No sé por qué no le planteé en ese momento algo más. Le dije que no había visto nada, que no sabía de qué hablaba y que por favor cambiáramo­s de tema. Me di cuenta de que él sabía que yo sabía. Pero como si fuera un pacto mafioso él me contestó “gracias”.

Entonces sí, la visión que tenía de mi padre se esfumó. El es “el viejo” para mi hermano, “sapito” para Marité y hasta “un personaje divertido” para mi madre. Para mí era “papi”. Lo quiero como siempre, lo necesito, pero me da impresión su doble cara. Estaba tan dispuesta a olvidarme, que si las cosas hubieran quedado ahí, habría podido hacer como si nada. Pero no.
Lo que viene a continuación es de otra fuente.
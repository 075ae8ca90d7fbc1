//! Live module handles: one tokio task per module, publishing through a watch channel.

use crate::module::BoxedModule;
use log::{debug, error};
use sensbar_types::Block;
use tokio::sync::watch;
use tokio::task::JoinHandle;
use tokio::time::MissedTickBehavior;
use tokio_util::sync::CancellationToken;

/// A running module
///
/// The module's task owns the sending half of a watch channel. Each publish
/// replaces the previous value, so the sender never blocks and a reader only
/// ever sees the most recent block sequence.
pub struct ModuleHandle {
    id: String,
    updates: watch::Receiver<Vec<Block>>,
    token: CancellationToken,
    task: Option<JoinHandle<()>>,
}

impl ModuleHandle {
    /// Start `module` on its own task, cancelled together with `parent`
    pub fn spawn(module: BoxedModule, parent: &CancellationToken) -> Self {
        let id = module.metadata().id.clone();
        let (tx, rx) = watch::channel(Vec::new());
        let token = parent.child_token();
        let task = tokio::spawn(run_module(module, tx, token.clone()));

        Self {
            id,
            updates: rx,
            token,
            task: Some(task),
        }
    }

    /// A handle fed by hand instead of a module task
    #[cfg(test)]
    pub(crate) fn manual(id: &str) -> (Self, watch::Sender<Vec<Block>>) {
        let (tx, rx) = watch::channel(Vec::new());
        let handle = Self {
            id: id.to_string(),
            updates: rx,
            token: CancellationToken::new(),
            task: None,
        };
        (handle, tx)
    }

    pub fn id(&self) -> &str {
        &self.id
    }

    /// A separate receiver for the module's output, for waiting on changes
    pub fn updates(&self) -> watch::Receiver<Vec<Block>> {
        self.updates.clone()
    }

    /// Take the latest published blocks if they have not been seen yet.
    ///
    /// Never waits. Values published and replaced between two calls are
    /// never observed.
    pub fn try_take_update(&mut self) -> Option<Vec<Block>> {
        let latest = self.updates.borrow_and_update();
        if latest.has_changed() {
            Some(latest.to_vec())
        } else {
            None
        }
    }

    /// Cancel the module; safe to call any number of times
    pub fn stop(&self) {
        self.token.cancel();
    }

    pub fn is_stopped(&self) -> bool {
        self.token.is_cancelled()
    }

    /// Wait for the module task to exit
    pub async fn join(&mut self) {
        if let Some(task) = self.task.take() {
            if let Err(e) = task.await {
                error!("Module {} task failed: {}", self.id, e);
            }
        }
    }
}

impl Drop for ModuleHandle {
    fn drop(&mut self) {
        self.token.cancel();
    }
}

async fn run_module(
    mut module: BoxedModule,
    updates: watch::Sender<Vec<Block>>,
    token: CancellationToken,
) {
    let id = module.metadata().id.clone();
    let mut ticker = tokio::time::interval(module.refresh_interval());
    ticker.set_missed_tick_behavior(MissedTickBehavior::Delay);
    debug!("Module {} started (refresh {:?})", id, module.refresh_interval());

    loop {
        tokio::select! {
            biased;
            _ = token.cancelled() => break,
            _ = ticker.tick() => {}
        }

        let compute = tokio::task::spawn_blocking(move || {
            let blocks = module.make_blocks();
            (module, blocks)
        });

        // A compute still running at cancellation finishes on the blocking
        // pool and its result is discarded.
        let (returned, blocks) = tokio::select! {
            biased;
            _ = token.cancelled() => break,
            result = compute => match result {
                Ok(computed) => computed,
                Err(e) => {
                    error!("Module {} panicked while computing blocks: {}", id, e);
                    break;
                }
            },
        };
        module = returned;

        if token.is_cancelled() {
            break;
        }
        updates.send_replace(blocks);
    }

    debug!("Module {} stopped", id);
}

#[cfg(test)]
mod tests {
    use super::*;
    use crate::test_support::FakeModule;
    use std::time::Duration;

    #[tokio::test(start_paused = true)]
    async fn test_module_publishes_immediately_and_on_each_tick() {
        let root = CancellationToken::new();
        let (module, _) = FakeModule::counting("Tick", Duration::from_millis(500));
        let mut handle = ModuleHandle::spawn(Box::new(module), &root);

        tokio::time::sleep(Duration::from_millis(10)).await;
        let first = handle.try_take_update().expect("initial publish");
        assert_eq!(first[0].full_text, "Tick 1");
        assert!(handle.try_take_update().is_none());

        tokio::time::sleep(Duration::from_millis(500)).await;
        let second = handle.try_take_update().expect("second publish");
        assert_eq!(second[0].full_text, "Tick 2");

        handle.stop();
        handle.join().await;
    }

    #[tokio::test(start_paused = true)]
    async fn test_stop_is_idempotent_and_ends_publishing() {
        let root = CancellationToken::new();
        let (module, calls) = FakeModule::counting("Idle", Duration::from_millis(100));
        let mut handle = ModuleHandle::spawn(Box::new(module), &root);

        tokio::time::sleep(Duration::from_millis(250)).await;
        handle.stop();
        handle.stop();
        assert!(handle.is_stopped());
        handle.join().await;

        let computed = calls.load(std::sync::atomic::Ordering::SeqCst);
        let _ = handle.try_take_update();
        tokio::time::sleep(Duration::from_secs(1)).await;
        assert!(handle.try_take_update().is_none());
        assert_eq!(calls.load(std::sync::atomic::Ordering::SeqCst), computed);
    }

    #[tokio::test(start_paused = true)]
    async fn test_parent_cancellation_reaches_module() {
        let root = CancellationToken::new();
        let (module, _) = FakeModule::counting("Child", Duration::from_millis(100));
        let mut handle = ModuleHandle::spawn(Box::new(module), &root);

        root.cancel();
        assert!(handle.is_stopped());
        tokio::time::timeout(Duration::from_secs(1), handle.join())
            .await
            .expect("module task exits after parent cancellation");
    }

    #[tokio::test(start_paused = true)]
    async fn test_updates_receiver_sees_publishes() {
        let root = CancellationToken::new();
        let (module, _) = FakeModule::counting("Watched", Duration::from_millis(200));
        let handle = ModuleHandle::spawn(Box::new(module), &root);
        let mut updates = handle.updates();

        updates.changed().await.unwrap();
        assert_eq!(updates.borrow_and_update()[0].full_text, "Watched 1");
        updates.changed().await.unwrap();
        assert_eq!(updates.borrow_and_update()[0].full_text, "Watched 2");
        root.cancel();
    }

    #[test]
    fn test_manual_handle_latest_value_wins() {
        let (mut handle, tx) = ModuleHandle::manual("Manual");
        assert!(handle.try_take_update().is_none());

        tx.send_replace(vec![Block::new("A")]);
        tx.send_replace(vec![Block::new("B")]);
        let seen = handle.try_take_update().unwrap();
        assert_eq!(seen, vec![Block::new("B")]);
        assert!(handle.try_take_update().is_none());
    }
}
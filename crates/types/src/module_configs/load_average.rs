//! LoadAverage module configuration.

use super::BaseModuleConfig;
use crate::module_config::ModuleConfig;

/// LoadAverage module configuration (only the shared settings)
#[derive(Debug, Clone, PartialEq, Default)]
pub struct LoadAverageConfig {
    pub base: BaseModuleConfig,
}

impl LoadAverageConfig {
    pub fn from_config(config: &ModuleConfig) -> Self {
        Self {
            base: BaseModuleConfig::from_config(config),
        }
    }
}
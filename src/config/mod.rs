//! Configuration management

mod settings;

pub use settings::{ConfigError, StatusConfig};
//! Registry of module constructors

use crate::handle::ModuleHandle;
use crate::module::BoxedModule;
use anyhow::{anyhow, Context, Result};
use log::{info, warn};
use sensbar_types::{ModuleConfig, ModuleDeclaration};
use std::collections::HashMap;
use tokio_util::sync::CancellationToken;

/// Function that creates a module from its configuration
pub type ModuleFactory = fn(&ModuleConfig) -> Result<BoxedModule>;

/// Registry for module constructors
///
/// Built once at startup and passed to whoever resolves the configured
/// module list. Built-in modules register themselves through
/// `sensbar_sources::register_all`; anything else can call
/// [`Registry::register`] before resolution.
pub struct Registry {
    modules: HashMap<String, ModuleFactory>,
}

impl Registry {
    /// Create a new empty registry
    pub fn new() -> Self {
        Self {
            modules: HashMap::new(),
        }
    }

    /// Register a module constructor, replacing any previous one with the same name
    pub fn register(&mut self, id: &str, factory: ModuleFactory) {
        if self.modules.insert(id.to_string(), factory).is_some() {
            warn!("Module {} registered twice, keeping the latest", id);
        }
    }

    /// Create a module by name
    pub fn create(&self, id: &str, config: &ModuleConfig) -> Result<BoxedModule> {
        let factory = self
            .modules
            .get(id)
            .ok_or_else(|| anyhow!("no module named {} is registered", id))?;
        factory(config).with_context(|| format!("failed to create module {}", id))
    }

    /// Create a module by name and start its task
    pub fn spawn(
        &self,
        id: &str,
        config: &ModuleConfig,
        parent: &CancellationToken,
    ) -> Result<ModuleHandle> {
        let module = self.create(id, config)?;
        Ok(ModuleHandle::spawn(module, parent))
    }

    /// Start every declared module in order, skipping the ones that cannot start
    ///
    /// The returned handles keep declaration order; a skipped declaration
    /// leaves no gap.
    pub fn start_modules(
        &self,
        declarations: &[ModuleDeclaration],
        parent: &CancellationToken,
    ) -> Vec<ModuleHandle> {
        let mut handles = Vec::with_capacity(declarations.len());

        for (index, declaration) in declarations.iter().enumerate() {
            let Some(name) = declaration.name.as_deref() else {
                warn!("Module #{} has no name, skipping it", index + 1);
                continue;
            };

            match self.spawn(name, &declaration.config, parent) {
                Ok(handle) => handles.push(handle),
                Err(e) => warn!("Failed to load module #{} ({}): {:#}", index + 1, name, e),
            }
        }

        info!(
            "Started {} of {} configured modules",
            handles.len(),
            declarations.len()
        );
        handles
    }

    /// List all registered module names, sorted
    pub fn list(&self) -> Vec<String> {
        let mut names: Vec<String> = self.modules.keys().cloned().collect();
        names.sort();
        names
    }
}

impl Default for Registry {
    fn default() -> Self {
        Self::new()
    }
}
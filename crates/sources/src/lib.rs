//! sensbar-sources: Built-in status modules for sensbar.

mod battery;
mod cpu;
mod date_time;
mod load_average;
mod memory;
mod network;
mod shell_command;
mod uptime;
mod util;

pub use battery::BatteryModule;
pub use cpu::CpuModule;
pub use date_time::DateTimeModule;
pub use load_average::LoadAverageModule;
pub use memory::MemoryModule;
pub use network::NetworkModule;
pub use shell_command::ShellCommandModule;
pub use uptime::{adaptive_format, format_duration, UptimeModule};

use sensbar_core::Registry;

/// Register all built-in modules under their configuration names
pub fn register_all(registry: &mut Registry) {
    registry.register("DateTime", DateTimeModule::create);
    registry.register("LoadAverage", LoadAverageModule::create);
    registry.register("Memory", MemoryModule::create);
    registry.register("CPU", CpuModule::create);
    registry.register("Network", NetworkModule::create);
    registry.register("Uptime", UptimeModule::create);
    registry.register("Battery", BatteryModule::create);
    registry.register("ShellCommand", ShellCommandModule::create);

    log::debug!("Registered {} built-in modules", registry.list().len());
}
Ese “gracias” abrió una puerta que no sé, hoy, cómo cerrar.

Un domingo vinieron papá y su esposa a visitarme a casa. Era junio. Cuando llegaron me mandaron un texto para que vaya hasta el auto a ayudarlos a bajar gaseosas y tuppers con comida. Cuando llegué, mi papá se acercó y me susurró: “Este es tu regalo del día del padre”. Y me metió un paquete en el bolsillo.

Lo espantoso es que yo entendí al momento. Quería que le diera el “regalo” frente a Marité para poder usarlo, porque era de su amante. Dije “feliz día” y se lo di.

Marité no es mi madre, pero la conozco desde chica y le tengo cariño. Y aunque no se lo tuviera, no es sano que un padre haga partícipe de su doble vida, infidelida­d o lo que sea a su hija. No soy su amiga, pero al viejo nadie sabe decirle que no.

Desde esa tarde, cada tanto él me llama por ejemplo un sábado y me dice cosas como “hoy almorzamos en el club”. La primera vez, aun queriendo creer en él, le dije que no podía. “No importa, es por si te llama Marité”, dijo. No sé qué haría si la esposa de mi padre me preguntara directamen­te. Igual nunca llamó. Y yo sigo diciéndole a mi papá “ok” cada vez. Y corto el teléfono y me sacude un escalofrío.

No puedo decirle que no y no me siento bien callándome, pero me callo. Yo, como mujer, creo que un tipo así es un pirata, un mentiroso. Me separé del papá de mi hijo mucho antes de que pasara todo esto, pero nunca volví a tener una pareja estable. Desconfío.

Es machista su actitud: trata a su esposa como a una estúpida, le falta el respeto. Y me usa a mí del mismo modo. Lo que más quisiera es poder decir lo que pasa. Y no puedo. Si esto le pasara a una amiga y ella hiciera lo que hago yo, le diría que está loca. Le aconsejarí­a que se defienda.

Con los años descubrí que no era un romance ni una relación paralela lo que tenía mi papá, sino un montón de mujeres con las que hace trampa. A ellas, a su mujer, a mí. Nos miente. Me pregunto si a mi mamá también la habrá engañado, pero eso es lo menos importante, ahora.

Diez años después, mi hermano todavía no me cree. No puede aceptar que nuestro papá es mala persona. Sí, es mala persona por lo que le hace a su mujer, pero más que nada por lo que me hace a mí. Y entonces estoy sola con esta situación. Tengo 42 años y me siento una nena de jardín. Aunque nunca lo hablamos, su forma sutil de enredarme como cómplice de sus engaños es un modo de negar todo: como si él no estuviera haciendo nada malo, como si yo hiciera algo malo si lo traicionar­a. Si tuviera el valor le diría: “Gracias papá por ayudarme a confiar en los hombres”. Pero no puedo.